- **The task**: Your task is to reproduce the entries below word for word.

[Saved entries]
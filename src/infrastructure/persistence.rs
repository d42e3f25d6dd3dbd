use crate::domain::{Cart, ShopError, ShopResult};
use std::collections::HashMap;
use std::fs;
use std::io::ErrorKind;
use std::path::PathBuf;
use tracing::{debug, warn};

/// Key-value blob storage, the terminal stand-in for browser local storage.
pub trait BlobStore {
    fn get(&self, key: &str) -> ShopResult<Option<String>>;
    fn set(&mut self, key: &str, value: &str) -> ShopResult<()>;
    fn remove(&mut self, key: &str) -> ShopResult<()>;
}

/// Stores each key as `<dir>/<key>.json`.
#[derive(Debug, Clone)]
pub struct FileBlobStore {
    dir: PathBuf,
}

impl FileBlobStore {
    pub fn new(dir: impl Into<PathBuf>) -> Self {
        Self { dir: dir.into() }
    }

    /// Keys name a single file directly inside the store directory.
    fn path_for(&self, key: &str) -> ShopResult<PathBuf> {
        let invalid = key.is_empty()
            || key == "."
            || key == ".."
            || key.contains(['/', '\\']);
        if invalid {
            return Err(ShopError::InvalidStorageKey(key.to_string()));
        }
        Ok(self.dir.join(format!("{}.json", key)))
    }
}

impl BlobStore for FileBlobStore {
    fn get(&self, key: &str) -> ShopResult<Option<String>> {
        match fs::read_to_string(self.path_for(key)?) {
            Ok(content) => Ok(Some(content)),
            Err(e) if e.kind() == ErrorKind::NotFound => Ok(None),
            Err(e) => Err(e.into()),
        }
    }

    fn set(&mut self, key: &str, value: &str) -> ShopResult<()> {
        let path = self.path_for(key)?;
        fs::create_dir_all(&self.dir)?;
        fs::write(path, value)?;
        Ok(())
    }

    fn remove(&mut self, key: &str) -> ShopResult<()> {
        match fs::remove_file(self.path_for(key)?) {
            Ok(()) => Ok(()),
            Err(e) if e.kind() == ErrorKind::NotFound => Ok(()),
            Err(e) => Err(e.into()),
        }
    }
}

/// In-memory blob store.
#[derive(Debug, Clone, Default)]
pub struct MemoryBlobStore {
    entries: HashMap<String, String>,
}

impl MemoryBlobStore {
    pub fn with_entry(key: &str, value: &str) -> Self {
        let mut store = Self::default();
        store.entries.insert(key.to_string(), value.to_string());
        store
    }
}

impl BlobStore for MemoryBlobStore {
    fn get(&self, key: &str) -> ShopResult<Option<String>> {
        Ok(self.entries.get(key).cloned())
    }

    fn set(&mut self, key: &str, value: &str) -> ShopResult<()> {
        self.entries.insert(key.to_string(), value.to_string());
        Ok(())
    }

    fn remove(&mut self, key: &str) -> ShopResult<()> {
        self.entries.remove(key);
        Ok(())
    }
}

/// The persisted cart: one JSON array under one well-known key.
///
/// Every mutation reads the whole cart, applies the change and rewrites the
/// whole blob.
pub struct CartStore {
    blobs: Box<dyn BlobStore>,
    key: String,
}

impl CartStore {
    pub fn new(blobs: Box<dyn BlobStore>, key: impl Into<String>) -> Self {
        Self {
            blobs,
            key: key.into(),
        }
    }

    pub fn blobs(&self) -> &dyn BlobStore {
        self.blobs.as_ref()
    }

    /// Current cart. Missing, unreadable or corrupt data yields an empty cart.
    pub fn load(&self) -> Cart {
        let raw = match self.blobs.get(&self.key) {
            Ok(Some(raw)) => raw,
            Ok(None) => return Cart::default(),
            Err(e) => {
                warn!(key = %self.key, error = %e, "cart storage unreadable, starting empty");
                return Cart::default();
            }
        };

        match serde_json::from_str::<Cart>(&raw) {
            Ok(cart) => cart,
            Err(e) => {
                warn!(key = %self.key, error = %e, "discarding corrupt cart data");
                Cart::default()
            }
        }
    }

    fn save(&mut self, cart: &Cart) -> ShopResult<()> {
        let json = serde_json::to_string(cart)?;
        self.blobs.set(&self.key, &json)?;
        debug!(key = %self.key, lines = cart.items().len(), "cart saved");
        Ok(())
    }

    pub fn add(&mut self, id: &str, name: &str, price: f64) -> ShopResult<Cart> {
        let cart = self.load().with_added(id, name, price);
        self.save(&cart)?;
        Ok(cart)
    }

    pub fn remove(&mut self, id: &str) -> ShopResult<Cart> {
        let cart = self.load().without(id);
        self.save(&cart)?;
        Ok(cart)
    }

    pub fn set_quantity(&mut self, id: &str, qty: i64) -> ShopResult<Cart> {
        let current = self.load();
        if current.get(id).is_none() {
            return Ok(current);
        }
        let cart = current.with_quantity(id, qty);
        self.save(&cart)?;
        Ok(cart)
    }

    pub fn increment(&mut self, id: &str) -> ShopResult<Cart> {
        let qty = self.load().get(id).map(|item| i64::from(item.qty));
        match qty {
            Some(qty) => self.set_quantity(id, qty + 1),
            None => Ok(self.load()),
        }
    }

    pub fn decrement(&mut self, id: &str) -> ShopResult<Cart> {
        let qty = self.load().get(id).map(|item| i64::from(item.qty));
        match qty {
            Some(qty) => self.set_quantity(id, qty - 1),
            None => Ok(self.load()),
        }
    }

    pub fn clear(&mut self) -> ShopResult<()> {
        self.blobs.remove(&self.key)
    }
}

- **Task output**:
filename src/infrastructure/persistence.rs
repository d42e3f25d6dd3dbd
use crate::domain::{Cart, ShopError, ShopResult};
use std::collections::HashMap;
use std::fs;
use std::io::ErrorKind;
use std::path::PathBuf;
use tracing::{debug, warn};

/// Key-value blob storage, the terminal stand-in for browser local storage.
pub trait BlobStore {
    fn get(&self, key: &str) -> ShopResult<Option<String>>;
    fn set(&mut self, key: &str, value: &str) -> ShopResult<()>;
    fn remove(&mut self, key: &str) -> ShopResult<()>;
}

/// Stores each key as `<dir>/<key>.json`.
#[derive(Debug, Clone)]
pub struct FileBlobStore {
    dir: PathBuf,
}

impl FileBlobStore {
    pub fn new(dir: impl Into<PathBuf>) -> Self {
        Self { dir: dir.into() }
    }

    /// Keys name a single file directly inside the store directory.
    fn path_for(&self, key: &str) -> ShopResult<PathBuf> {
        let invalid = key.is_empty()
            || key == "."
            || key == ".."
            || key.contains(['/', '\\']);
        if invalid {
            return Err(ShopError::InvalidStorageKey(key.to_string()));
        }
        Ok(self.dir.join(format!("{}.json", key)))
    }
}

impl BlobStore for FileBlobStore {
    fn get(&self, key: &str) -> ShopResult<Option<String>> {
        match fs::read_to_string(self.path_for(key)?) {
            Ok(content) => Ok(Some(content)),
            Err(e) if e.kind() == ErrorKind::NotFound => Ok(None),
            Err(e) => Err(e.into()),
        }
    }

    fn set(&mut self, key: &str, value: &str) -> ShopResult<()> {
        let path = self.path_for(key)?;
        fs::create_dir_all(&self.dir)?;
        fs::write(path, value)?;
        Ok(())
    }

    fn remove(&mut self, key: &str) -> ShopResult<()> {
        match fs::remove_file(self.path_for(key)?) {
            Ok(()) => Ok(()),
            Err(e) if e.kind() == ErrorKind::NotFound => Ok(()),
            Err(e) => Err(e.into()),
        }
    }
}

/// In-memory blob store.
#[derive(Debug, Clone, Default)]
pub struct MemoryBlobStore {
    entries: HashMap<String, String>,
}

impl MemoryBlobStore {
    pub fn with_entry(key: &str, value: &str) -> Self {
        let mut store = Self::default();
        store.entries.insert(key.to_string(), value.to_string());
        store
    }
}

impl BlobStore for MemoryBlobStore {
    fn get(&self, key: &str) -> ShopResult<Option<String>> {
        Ok(self.entries.get(key).cloned())
    }

    fn set(&mut self, key: &str, value: &str) -> ShopResult<()> {
        self.entries.insert(key.to_string(), value.to_string());
        Ok(())
    }

    fn remove(&mut self, key: &str) -> ShopResult<()> {
        self.entries.remove(key);
        Ok(())
    }
}

/// The persisted cart: one JSON array under one well-known key.
///
/// Every mutation reads the whole cart, applies the change and rewrites the
/// whole blob.
pub struct CartStore {
    blobs: Box<dyn BlobStore>,
    key: String,
}

impl CartStore {
    pub fn new(blobs: Box<dyn BlobStore>, key: impl Into<String>) -> Self {
        Self {
            blobs,
            key: key.into(),
        }
    }

    pub fn blobs(&self) -> &dyn BlobStore {
        self.blobs.as_ref()
    }

    /// Current cart. Missing, unreadable or corrupt data yields an empty cart.
    pub fn load(&self) -> Cart {
        let raw = match self.blobs.get(&self.key) {
            Ok(Some(raw)) => raw,
            Ok(None) => return Cart::default(),
            Err(e) => {
                warn!(key = %self.key, error = %e, "cart storage unreadable, starting empty");
                return Cart::default();
            }
        };

        match serde_json::from_str::<Cart>(&raw) {
            Ok(cart) => cart,
            Err(e) => {
                warn!(key = %self.key, error = %e, "discarding corrupt cart data");
                Cart::default()
            }
        }
    }

    fn save(&mut self, cart: &Cart) -> ShopResult<()> {
        let json = serde_json::to_string(cart)?;
        self.blobs.set(&self.key, &json)?;
        debug!(key = %self.key, lines = cart.items().len(), "cart saved");
        Ok(())
    }

    pub fn add(&mut self, id: &str, name: &str, price: f64) -> ShopResult<Cart> {
        let cart = self.load().with_added(id, name, price);
        self.save(&cart)?;
        Ok(cart)
    }

    pub fn remove(&mut self, id: &str) -> ShopResult<Cart> {
        let cart = self.load().without(id);
        self.save(&cart)?;
        Ok(cart)
    }

    pub fn set_quantity(&mut self, id: &str, qty: i64) -> ShopResult<Cart> {
        let current = self.load();
        if current.get(id).is_none() {
            return Ok(current);
        }
        let cart = current.with_quantity(id, qty);
        self.save(&cart)?;
        Ok(cart)
    }

    pub fn increment(&mut self, id: &str) -> ShopResult<Cart> {
        let qty = self.load().get(id).map(|item| i64::from(item.qty));
        match qty {
            Some(qty) => self.set_quantity(id, qty + 1),
            None => Ok(self.load()),
        }
    }

    pub fn decrement(&mut self, id: &str) -> ShopResult<Cart> {
        let qty = self.load().get(id).map(|item| i64::from(item.qty));
        match qty {
            Some(qty) => self.set_quantity(id, qty - 1),
            None => Ok(self.load()),
        }
    }

    pub fn clear(&mut self) -> ShopResult<()> {
        self.blobs.remove(&self.key)
    }
}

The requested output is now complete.